AIM OF THE TASK ▸
Retype exactly the lines that run from the start of the data to the line holding "use ogs_s1ap::S1apError;", including both, and only those.

Stored data ▸

//! S1AP State Manager
//!
//! Owns the live `S1apState` and IMSI table and checkpoints them into a
//! key/value store. One manager per S1AP task; it is constructed explicitly
//! and handed to whoever needs it.

use std::sync::Arc;

use ogs_core::ogs_assert;
use ogs_dbi::{KvStore, KvStoreError};
use ogs_proto as proto;
use ogs_proto::Message;
use ogs_s1ap::S1apError;
use sha2::{Digest, Sha256};
use thiserror::Error;

use crate::context::S1AP_TASK_NAME;
use crate::state::{S1apImsiMap, S1apState};
use crate::state_converter::*;

/// Key of the main state snapshot
pub const S1AP_STATE_TABLE: &str = "s1ap_state";
/// Key of the IMSI table snapshot
pub const S1AP_IMSI_MAP_TABLE: &str = "s1ap_imsi_map";

/// Per-UE record key
pub fn ue_state_key(imsi64: u64) -> String {
    format!("IMSI{:015}:{}", imsi64, S1AP_TASK_NAME)
}

/// Pattern matching every per-UE record of the task
pub fn ue_state_key_pattern() -> String {
    format!("IMSI*{}*", S1AP_TASK_NAME)
}

/// State manager errors
#[derive(Error, Debug)]
pub enum StateError {
    #[error("Store error: {0}")]
    Store(#[from] KvStoreError),
    #[error("Failed to decode {key}: {reason}")]
    Decode { key: String, reason: String },
    #[error("No UE state for IMSI {0:015}")]
    UeNotFound(u64),
    #[error("Persistence disabled")]
    PersistenceDisabled,
    #[error(transparent)]
    S1ap(#[from] S1apError),
}

pub type StateResult<T> = Result<T, StateError>;

/// Content hash of a serialized record
pub fn state_hash(bytes: &[u8]) -> [u8; 32] {
    Sha256::digest(bytes).into()
}

/// Write `bytes` under `key` unless they hash to `last_hash`.
/// Returns whether a write happened; `last_hash` follows successful writes.
pub fn write_if_changed(
    store: &dyn KvStore,
    key: &str,
    bytes: &[u8],
    last_hash: &mut Option<[u8; 32]>,
) -> Result<bool, KvStoreError> {
    let hash = state_hash(bytes);
    if last_hash.as_ref() == Some(&hash) {
        log::trace!("{} unchanged, write skipped", key);
        return Ok(false);
    }
    store.write(key, bytes)?;
    *last_hash = Some(hash);
    Ok(true)
}

fn decode<M: Message + Default>(key: &str, bytes: &[u8]) -> StateResult<M> {
    M::decode(bytes).map_err(|e| StateError::Decode {
        key: key.to_string(),
        reason: e.to_string(),
    })
}

/// S1AP state manager
pub struct S1apStateManager {
    store: Arc<dyn KvStore>,
    persist_enabled: bool,
    max_ues: usize,
    max_enbs: usize,
    state_cache: Option<S1apState>,
    imsi_map: Option<S1apImsiMap>,
    last_state_hash: Option<[u8; 32]>,
}

impl S1apStateManager {
    /// Manager bound to `store`; nothing is allocated before `init`
    pub fn new(store: Arc<dyn KvStore>) -> Self {
        Self {
            store,
            persist_enabled: false,
            max_ues: 0,
            max_enbs: 0,
            state_cache: None,
            imsi_map: None,
            last_state_hash: None,
        }
    }

    /// Allocate the tables, then load prior snapshots when persistence is on.
    /// Read failures leave the tables empty.
    pub fn init(&mut self, max_ues: usize, max_enbs: usize, persist_enabled: bool) {
        self.max_ues = max_ues;
        self.max_enbs = max_enbs;
        self.persist_enabled = persist_enabled;
        self.state_cache = Some(S1apState::new(max_ues, max_enbs));
        self.imsi_map = Some(S1apImsiMap::new(max_ues));
        self.last_state_hash = None;

        if persist_enabled {
            if let Err(e) = self.read_state_from_db() {
                log::error!("Failed to read S1AP state, starting empty: {}", e);
                self.state_cache = Some(S1apState::new(max_ues, max_enbs));
            }
            if let Err(e) = self.read_imsi_map_from_db() {
                log::error!("Failed to read S1AP IMSI map, starting empty: {}", e);
                self.imsi_map = Some(S1apImsiMap::new(max_ues));
            }
            match self.read_ue_state_from_db() {
                Ok(n) => log::info!("Restored {} UE state record(s)", n),
                Err(e) => log::error!("Failed to read S1AP UE states: {}", e),
            }
        }
        log::info!(
            "S1AP state initialized (max_ues {}, max_enbs {}, persistence {})",
            max_ues,
            max_enbs,
            if persist_enabled { "on" } else { "off" }
        );
    }

    pub fn is_initialized(&self) -> bool {
        self.state_cache.is_some()
    }

    pub fn persist_enabled(&self) -> bool {
        self.persist_enabled
    }

    pub fn store(&self) -> &Arc<dyn KvStore> {
        &self.store
    }

    /// Live state; `read_from_db` reloads it from the store first
    pub fn get_state(&mut self, read_from_db: bool) -> &mut S1apState {
        ogs_assert!(self.state_cache.is_some(), "S1AP state accessed before init");
        if read_from_db && self.persist_enabled {
            if let Err(e) = self.read_state_from_db() {
                log::error!("Failed to reload S1AP state: {}", e);
            }
            if let Err(e) = self.read_ue_state_from_db() {
                log::error!("Failed to reload S1AP UE states: {}", e);
            }
        }
        self.state_mut()
    }

    pub fn get_s1ap_imsi_map(&mut self) -> &mut S1apImsiMap {
        ogs_assert!(self.imsi_map.is_some(), "S1AP IMSI map accessed before init");
        self.imsi_map_mut()
    }

    /// Both tables at once, for handlers that touch both
    pub fn tables_mut(&mut self) -> (&mut S1apState, &mut S1apImsiMap) {
        ogs_assert!(self.is_initialized(), "S1AP state accessed before init");
        let max_ues = self.max_ues;
        let max_enbs = self.max_enbs;
        (
            self.state_cache.get_or_insert_with(|| S1apState::new(max_ues, max_enbs)),
            self.imsi_map.get_or_insert_with(|| S1apImsiMap::new(max_ues)),
        )
    }

    fn state_mut(&mut self) -> &mut S1apState {
        let (max_ues, max_enbs) = (self.max_ues, self.max_enbs);
        self.state_cache.get_or_insert_with(|| S1apState::new(max_ues, max_enbs))
    }

    fn imsi_map_mut(&mut self) -> &mut S1apImsiMap {
        let max_ues = self.max_ues;
        self.imsi_map.get_or_insert_with(|| S1apImsiMap::new(max_ues))
    }

    // ------------------------------------------------------------------------
    // Main state
    // ------------------------------------------------------------------------

    /// Checkpoint the main state. Skipped when persistence is off or the
    /// snapshot hashes the same as the last one written.
    pub fn put_state(&mut self) -> StateResult<bool> {
        ogs_assert!(self.is_initialized(), "S1AP state written before init");
        if !self.persist_enabled {
            return Ok(false);
        }
        let bytes = match self.state_cache.as_ref() {
            Some(state) => state_to_proto(state).encode_to_vec(),
            None => return Ok(false),
        };
        let written = write_if_changed(self.store.as_ref(), S1AP_STATE_TABLE, &bytes, &mut self.last_state_hash)
            .map_err(|e| {
                log::error!("Failed to write {}: {}", S1AP_STATE_TABLE, e);
                StateError::from(e)
            })?;
        if written {
            log::debug!("Wrote {} ({} bytes)", S1AP_STATE_TABLE, bytes.len());
        }
        Ok(written)
    }

    fn read_state_from_db(&mut self) -> StateResult<()> {
        let Some(bytes) = self.store.read(S1AP_STATE_TABLE)? else {
            log::debug!("No {} in store", S1AP_STATE_TABLE);
            return Ok(());
        };
        let record: proto::S1apState = decode(S1AP_STATE_TABLE, &bytes)?;
        proto_to_state(&record, self.state_mut());
        self.last_state_hash = Some(state_hash(&bytes));
        Ok(())
    }

    /// Drop every table. Safe to call more than once.
    pub fn free_state(&mut self) {
        let Some(mut state) = self.state_cache.take() else {
            return;
        };
        for assoc_id in state.enbs().keys() {
            if let Ok(enb) = state.enbs.get_mut(&assoc_id) {
                enb.ue_id_coll.clear();
            }
        }
        let _ = state.ues.destroy();
        let _ = state.mmeid2associd.destroy();
        let _ = state.enbs.destroy();
        if let Some(mut imsi_map) = self.imsi_map.take() {
            let _ = imsi_map.mme_ue_id_imsi_htbl.destroy();
        }
        self.last_state_hash = None;
        log::info!("S1AP state freed");
    }

    // ------------------------------------------------------------------------
    // IMSI map
    // ------------------------------------------------------------------------

    /// Write the IMSI table; not change-tracked
    pub fn put_s1ap_imsi_map(&mut self) -> StateResult<()> {
        ogs_assert!(self.imsi_map.is_some(), "S1AP IMSI map written before init");
        if !self.persist_enabled {
            return Ok(());
        }
        let bytes = match self.imsi_map.as_ref() {
            Some(imsi_map) => s1ap_imsi_map_to_proto(imsi_map).encode_to_vec(),
            None => return Ok(()),
        };
        self.store.write(S1AP_IMSI_MAP_TABLE, &bytes).map_err(|e| {
            log::error!("Failed to write {}: {}", S1AP_IMSI_MAP_TABLE, e);
            StateError::from(e)
        })
    }

    fn read_imsi_map_from_db(&mut self) -> StateResult<()> {
        let Some(bytes) = self.store.read(S1AP_IMSI_MAP_TABLE)? else {
            return Ok(());
        };
        let record: proto::S1apImsiMap = decode(S1AP_IMSI_MAP_TABLE, &bytes)?;
        proto_to_s1ap_imsi_map(&record, self.imsi_map_mut());
        Ok(())
    }

    // ------------------------------------------------------------------------
    // Per-UE records
    // ------------------------------------------------------------------------

    /// Write the record of the UE attached to `imsi64`
    pub fn put_ue_state(&self, imsi64: u64) -> StateResult<()> {
        if !self.persist_enabled {
            return Ok(());
        }
        let (Some(state), Some(imsi_map)) = (self.state_cache.as_ref(), self.imsi_map.as_ref()) else {
            return Err(StateError::UeNotFound(imsi64));
        };
        let ue = state
            .get_ue_by_imsi(imsi_map, imsi64)
            .ok_or(StateError::UeNotFound(imsi64))?;
        let key = ue_state_key(imsi64);
        self.store.write(&key, &ue_to_proto(ue).encode_to_vec())?;
        log::debug!("Wrote {}", key);
        Ok(())
    }

    pub fn delete_ue_state(&self, imsi64: u64) -> StateResult<bool> {
        if !self.persist_enabled {
            return Ok(false);
        }
        let key = ue_state_key(imsi64);
        let existed = self.store.delete(&key)?;
        log::debug!("Deleted {} (existed: {})", key, existed);
        Ok(existed)
    }

    /// Load every per-UE record into the state, replacing any snapshot entry
    /// for the same UE. All records are decoded before any is applied; one
    /// bad record fails the whole read. Returns the number of UEs restored.
    pub fn read_ue_state_from_db(&mut self) -> StateResult<usize> {
        if !self.persist_enabled {
            return Err(StateError::PersistenceDisabled);
        }
        let keys = self.store.get_keys(&ue_state_key_pattern())?;
        let mut ues = Vec::with_capacity(keys.len());
        for key in &keys {
            let Some(bytes) = self.store.read(key)? else {
                continue;
            };
            let record: proto::UeDescription = decode(key, &bytes)?;
            ues.push(proto_to_ue(&record));
        }

        let state = self.state_mut();
        let mut count = 0;
        for ue in ues {
            let comp = ue.comp_s1ap_id;
            state.remove_ue(comp);
            if ue.has_mme_ue_s1ap_id() {
                // The record is newer than a snapshot UE holding the same id
                if let Some(older) = state.find_comp_id_by_mme_id(ue.mme_ue_s1ap_id) {
                    state.remove_ue(older);
                }
            }
            match state.insert_ue(ue) {
                Ok(()) => count += 1,
                Err(e) => log::error!("Failed to restore UE {:#x}: {}", comp, e),
            }
        }
        Ok(count)
    }
}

EXERCISE RESULT ▸
//! S1AP State Manager
//!
//! Owns the live `S1apState` and IMSI table and checkpoints them into a
//! key/value store. One manager per S1AP task; it is constructed explicitly
//! and handed to whoever needs it.

use std::sync::Arc;

use ogs_core::ogs_assert;
use ogs_dbi::{KvStore, KvStoreError};
use ogs_proto as proto;
use ogs_proto::Message;
use ogs_s1ap::S1apError;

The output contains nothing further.